YOUR OBJECTIVE:
Which lines of the data contain the string "filter"? Copy every one of them.
++++ SOURCE RECORDS ++++
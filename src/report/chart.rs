//! Scatter chart of the two selected features, rendered as inline SVG.

use crate::detect::Label;
use crate::pipeline::ScoredDataset;
use askama::Template;

pub const NORMAL_COLOR: &str = "#00CC96";
pub const SUSPICIOUS_COLOR: &str = "#EF553B";

const WIDTH: f64 = 900.0;
const HEIGHT: f64 = 540.0;
const MARGIN_LEFT: f64 = 80.0;
const MARGIN_RIGHT: f64 = 150.0;
const MARGIN_TOP: f64 = 60.0;
const MARGIN_BOTTOM: f64 = 60.0;
const MARKER_RADIUS: f64 = 5.0;
const TARGET_TICKS: f64 = 6.0;
const MAX_TICKS: usize = 50;
/// Ranges narrower than this fraction of the values' magnitude are drawn as
/// a single value.
const DEGENERATE_TOLERANCE: f64 = 1e-9;

/// One marker on the chart.
#[derive(Debug, Clone)]
pub struct ChartPoint {
    pub cx: f64,
    pub cy: f64,
    pub status: Label,
    pub color: &'static str,
    /// SVG path for diamond markers; empty for circles.
    pub diamond: String,
    /// Hover text listing every column of the row.
    pub tooltip: String,
}

/// An axis tick: pixel position and label.
#[derive(Debug, Clone)]
pub struct Tick {
    pub pos: f64,
    pub label: String,
}

#[derive(Debug, Clone, Template)]
#[template(path = "chart.svg", escape = "html")]
pub struct ScatterChart {
    pub title: String,
    pub x_label: String,
    pub y_label: String,
    pub width: f64,
    pub height: f64,
    pub plot_left: f64,
    pub plot_right: f64,
    pub plot_top: f64,
    pub plot_bottom: f64,
    pub plot_width: f64,
    pub plot_height: f64,
    /// Baseline of the x tick labels.
    pub x_tick_label_y: f64,
    /// Right edge of the y tick labels.
    pub y_tick_label_x: f64,
    pub x_title_x: f64,
    pub x_title_y: f64,
    pub y_title_y: f64,
    pub legend_x: f64,
    pub legend_y: f64,
    pub x_ticks: Vec<Tick>,
    pub y_ticks: Vec<Tick>,
    pub points: Vec<ChartPoint>,
    pub normal_color: &'static str,
    pub suspicious_color: &'static str,
}

/// Linear map from a data range onto a pixel range.
#[derive(Debug, Clone, Copy)]
struct Scale {
    lo: f64,
    hi: f64,
    px_lo: f64,
    px_hi: f64,
}

impl Scale {
    /// Pad the data range by 5% on each side. A range that is tiny relative
    /// to its magnitude is widened so the values land in the middle of the
    /// axis.
    fn new(values: impl Iterator<Item = f64>, px_lo: f64, px_hi: f64) -> Self {
        let (min, max) = values.fold((f64::INFINITY, f64::NEG_INFINITY), |(lo, hi), v| {
            (lo.min(v), hi.max(v))
        });
        if !min.is_finite() || !max.is_finite() {
            return Self { lo: 0.0, hi: 1.0, px_lo, px_hi };
        }
        // Half-widths keep the arithmetic finite near f64::MAX.
        let half_span = max / 2.0 - min / 2.0;
        let magnitude = min.abs().max(max.abs()).max(1.0);
        let pad = if half_span <= DEGENERATE_TOLERANCE * magnitude / 2.0 {
            if min == 0.0 {
                1.0
            } else {
                min.abs() * 0.1
            }
        } else {
            half_span * 0.1
        };
        Self {
            lo: (min - pad).max(f64::MIN),
            hi: (max + pad).min(f64::MAX),
            px_lo,
            px_hi,
        }
    }

    fn map(&self, v: f64) -> f64 {
        let frac = (v / 2.0 - self.lo / 2.0) / (self.hi / 2.0 - self.lo / 2.0);
        self.px_lo + frac * (self.px_hi - self.px_lo)
    }

    fn ticks(&self) -> Vec<Tick> {
        let step = nice_step((self.hi / 2.0 - self.lo / 2.0) / TARGET_TICKS * 2.0);
        let first = (self.lo / step).ceil();
        let last = (self.hi / step).floor();
        if !first.is_finite() || !last.is_finite() || last < first {
            return Vec::new();
        }
        let count = ((last - first) as usize + 1).min(MAX_TICKS);
        (0..count)
            .map(|i| {
                let k = first + i as f64;
                // Avoid printing "-0".
                let v = if k == 0.0 { 0.0 } else { k * step };
                Tick {
                    pos: self.map(v),
                    label: tick_label(v, step),
                }
            })
            .collect()
    }
}

fn tick_label(v: f64, step: f64) -> String {
    if step >= 1e6 {
        format!("{:e}", v)
    } else if step >= 1.0 {
        format!("{:.0}", v)
    } else {
        format!("{:.*}", (-step.log10().floor()) as usize, v)
    }
}

/// Round a raw step up to 1, 2 or 5 times a power of ten.
fn nice_step(raw: f64) -> f64 {
    if !raw.is_finite() || raw <= 0.0 {
        return 1.0;
    }
    let magnitude = 10f64.powf(raw.log10().floor());
    let residual = raw / magnitude;
    let nice = if residual <= 1.0 {
        1.0
    } else if residual <= 2.0 {
        2.0
    } else if residual <= 5.0 {
        5.0
    } else {
        10.0
    };
    nice * magnitude
}

fn diamond_path(cx: f64, cy: f64) -> String {
    let r = MARKER_RADIUS * 1.4;
    format!(
        "M{:.1},{:.1} L{:.1},{:.1} L{:.1},{:.1} L{:.1},{:.1} Z",
        cx,
        cy - r,
        cx + r,
        cy,
        cx,
        cy + r,
        cx - r,
        cy
    )
}

impl ScatterChart {
    /// Lay out every row of a scored dataset as a marker.
    pub fn build(scored: &ScoredDataset) -> Self {
        let params = scored.params();
        let dataset = scored.dataset();
        let columns = scored.scored_columns();
        let x_idx = dataset.column_index(&params.feature_x);
        let y_idx = dataset.column_index(&params.feature_y);

        let coords: Vec<(f64, f64)> = dataset
            .rows()
            .iter()
            .map(|row| {
                let x = x_idx.and_then(|i| row[i].as_f64()).unwrap_or(f64::NAN);
                let y = y_idx.and_then(|i| row[i].as_f64()).unwrap_or(f64::NAN);
                (x, y)
            })
            .collect();

        let plot_left = MARGIN_LEFT;
        let plot_right = WIDTH - MARGIN_RIGHT;
        let plot_top = MARGIN_TOP;
        let plot_bottom = HEIGHT - MARGIN_BOTTOM;
        let x_scale = Scale::new(coords.iter().map(|c| c.0).filter(|v| v.is_finite()), plot_left, plot_right);
        let y_scale = Scale::new(coords.iter().map(|c| c.1).filter(|v| v.is_finite()), plot_bottom, plot_top);

        let mut points: Vec<ChartPoint> = coords
            .iter()
            .zip(scored.labels())
            .enumerate()
            .filter(|(_, ((x, y), _))| x.is_finite() && y.is_finite())
            .map(|(idx, (&(x, y), status))| {
                let cx = x_scale.map(x);
                let cy = y_scale.map(y);
                let cells = scored.scored_row(idx);
                let tooltip = columns
                    .iter()
                    .zip(cells.iter())
                    .map(|(c, v)| format!("{}: {}", c, v))
                    .collect::<Vec<_>>()
                    .join("\n");
                let (color, diamond) = match status {
                    Label::Normal => (NORMAL_COLOR, String::new()),
                    Label::Suspicious => (SUSPICIOUS_COLOR, diamond_path(cx, cy)),
                };
                ChartPoint {
                    cx,
                    cy,
                    status,
                    color,
                    diamond,
                    tooltip,
                }
            })
            .collect();
        // Suspicious markers are drawn last so they stay on top.
        points.sort_by_key(|p| p.status == Label::Suspicious);

        Self {
            title: format!("Anomaly Detection: {} vs {}", params.feature_x, params.feature_y),
            x_label: params.feature_x.clone(),
            y_label: params.feature_y.clone(),
            width: WIDTH,
            height: HEIGHT,
            plot_left,
            plot_right,
            plot_top,
            plot_bottom,
            plot_width: plot_right - plot_left,
            plot_height: plot_bottom - plot_top,
            x_tick_label_y: plot_bottom + 18.0,
            y_tick_label_x: plot_left - 8.0,
            x_title_x: (plot_left + plot_right) / 2.0,
            x_title_y: HEIGHT - 16.0,
            y_title_y: (plot_top + plot_bottom) / 2.0,
            legend_x: plot_right + 20.0,
            legend_y: plot_top + 10.0,
            x_ticks: x_scale.ticks(),
            y_ticks: y_scale.ticks(),
            points,
            normal_color: NORMAL_COLOR,
            suspicious_color: SUSPICIOUS_COLOR,
        }
    }
}

#[cfg(test)]
mod tests {
    use super::*;
    use crate::detect::IsolationForest;
    use crate::pipeline::{run, ParamRequest, RunResult};

    fn scored(csv: &[u8], x: &str, y: &str) -> ScoredDataset {
        let req = ParamRequest {
            feature_x: Some(x.into()),
            feature_y: Some(y.into()),
            contamination: Some(0.1),
        };
        match run(csv, &req, &IsolationForest::new()).unwrap() {
            RunResult::Scored(s) => s,
            other => panic!("unexpected outcome: {:?}", other),
        }
    }

    const CSV: &[u8] = b"a,b,tag\n1,2,x\n2,3,y\n3,1,z\n2,2,w\n1,3,v\n3,3,u\n2,1,t\n1,1,s\n3,2,r\n40,-30,q\n";

    #[test]
    fn test_nice_step() {
        assert_eq!(nice_step(0.3), 0.5);
        assert_eq!(nice_step(1.0), 1.0);
        assert_eq!(nice_step(13.0), 20.0);
        assert_eq!(nice_step(0.0), 1.0);
    }

    #[test]
    fn test_points_stay_inside_plot() {
        let chart = ScatterChart::build(&scored(CSV, "a", "b"));
        assert_eq!(chart.points.len(), 10);
        for p in &chart.points {
            assert!(p.cx >= chart.plot_left && p.cx <= chart.plot_right);
            assert!(p.cy >= chart.plot_top && p.cy <= chart.plot_bottom);
        }
        assert_eq!(chart.title, "Anomaly Detection: a vs b");
        assert!(!chart.x_ticks.is_empty());
    }

    #[test]
    fn test_suspicious_points_are_diamonds_on_top() {
        let chart = ScatterChart::build(&scored(CSV, "a", "b"));
        let last = chart.points.last().unwrap();
        assert_eq!(last.status, Label::Suspicious);
        assert_eq!(last.color, SUSPICIOUS_COLOR);
        assert!(!last.diamond.is_empty());
        assert!(last.tooltip.contains("tag: q"));
        assert!(last.tooltip.contains("Status: Suspicious"));
    }

    #[test]
    fn test_same_feature_on_both_axes_renders() {
        let chart = ScatterChart::build(&scored(CSV, "a", "a"));
        let svg = chart.render().unwrap();
        assert!(svg.starts_with("<svg"));
        assert!(svg.contains("Anomaly Detection: a vs a"));
        assert!(!svg.contains("NaN"));
    }

    #[test]
    fn test_tooltips_are_escaped() {
        let csv = b"a,b,note\n1,1,<b>x</b>\n2,2,ok\n3,3,ok\n";
        let svg = ScatterChart::build(&scored(csv, "a", "b")).render().unwrap();
        assert!(svg.contains("&lt;b&gt;x"));
        assert!(!svg.contains("<b>x</b>"));
    }

    fn assert_sane_axes(chart: &ScatterChart) {
        for ticks in [&chart.x_ticks, &chart.y_ticks] {
            assert!(!ticks.is_empty() && ticks.len() <= MAX_TICKS);
            assert!(ticks.iter().all(|t| t.pos.is_finite()));
        }
        for p in &chart.points {
            assert!(p.cx >= chart.plot_left && p.cx <= chart.plot_right);
            assert!(p.cy >= chart.plot_top && p.cy <= chart.plot_bottom);
        }
    }

    #[test]
    fn test_near_equal_large_values_render() {
        let mut csv = String::from("x,y\n");
        for i in 0..20 {
            let x = if i % 2 == 0 { "1000000" } else { "1000000.0000000002" };
            csv.push_str(&format!("{},{}\n", x, i));
        }
        let chart = ScatterChart::build(&scored(csv.as_bytes(), "x", "y"));
        assert_eq!(chart.points.len(), 20);
        assert_sane_axes(&chart);
        assert!(!chart.render().unwrap().contains("NaN"));
    }

    #[test]
    fn test_extreme_magnitudes_render() {
        let mut csv = String::from("x,y\n");
        for i in 0..20 {
            csv.push_str(&format!("{},{}\n", i, i % 4));
        }
        csv.push_str("-1e308,1\n1e308,1\n");
        let chart = ScatterChart::build(&scored(csv.as_bytes(), "x", "y"));
        assert_eq!(chart.points.len(), 22);
        assert_sane_axes(&chart);
        let svg = chart.render().unwrap();
        assert!(!svg.contains("NaN") && !svg.contains("inf"));
    }

    #[test]
    fn test_ticks_cover_range() {
        let scale = Scale::new([0.0, 10.0].into_iter(), 0.0, 100.0);
        let ticks = scale.ticks();
        let labels: Vec<&str> = ticks.iter().map(|t| t.label.as_str()).collect();
        assert_eq!(labels, vec!["0", "2", "4", "6", "8", "10"]);
        assert!((scale.map(0.0) - 100.0 * 0.5 / 11.0).abs() < 1e-9);
    }
}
++++
ANSWER TO THIS PROBLEM:
        let x_scale = Scale::new(coords.iter().map(|c| c.0).filter(|v| v.is_finite()), plot_left, plot_right);
        let y_scale = Scale::new(coords.iter().map(|c| c.1).filter(|v| v.is_finite()), plot_bottom, plot_top);
            .filter(|(_, ((x, y), _))| x.is_finite() && y.is_finite())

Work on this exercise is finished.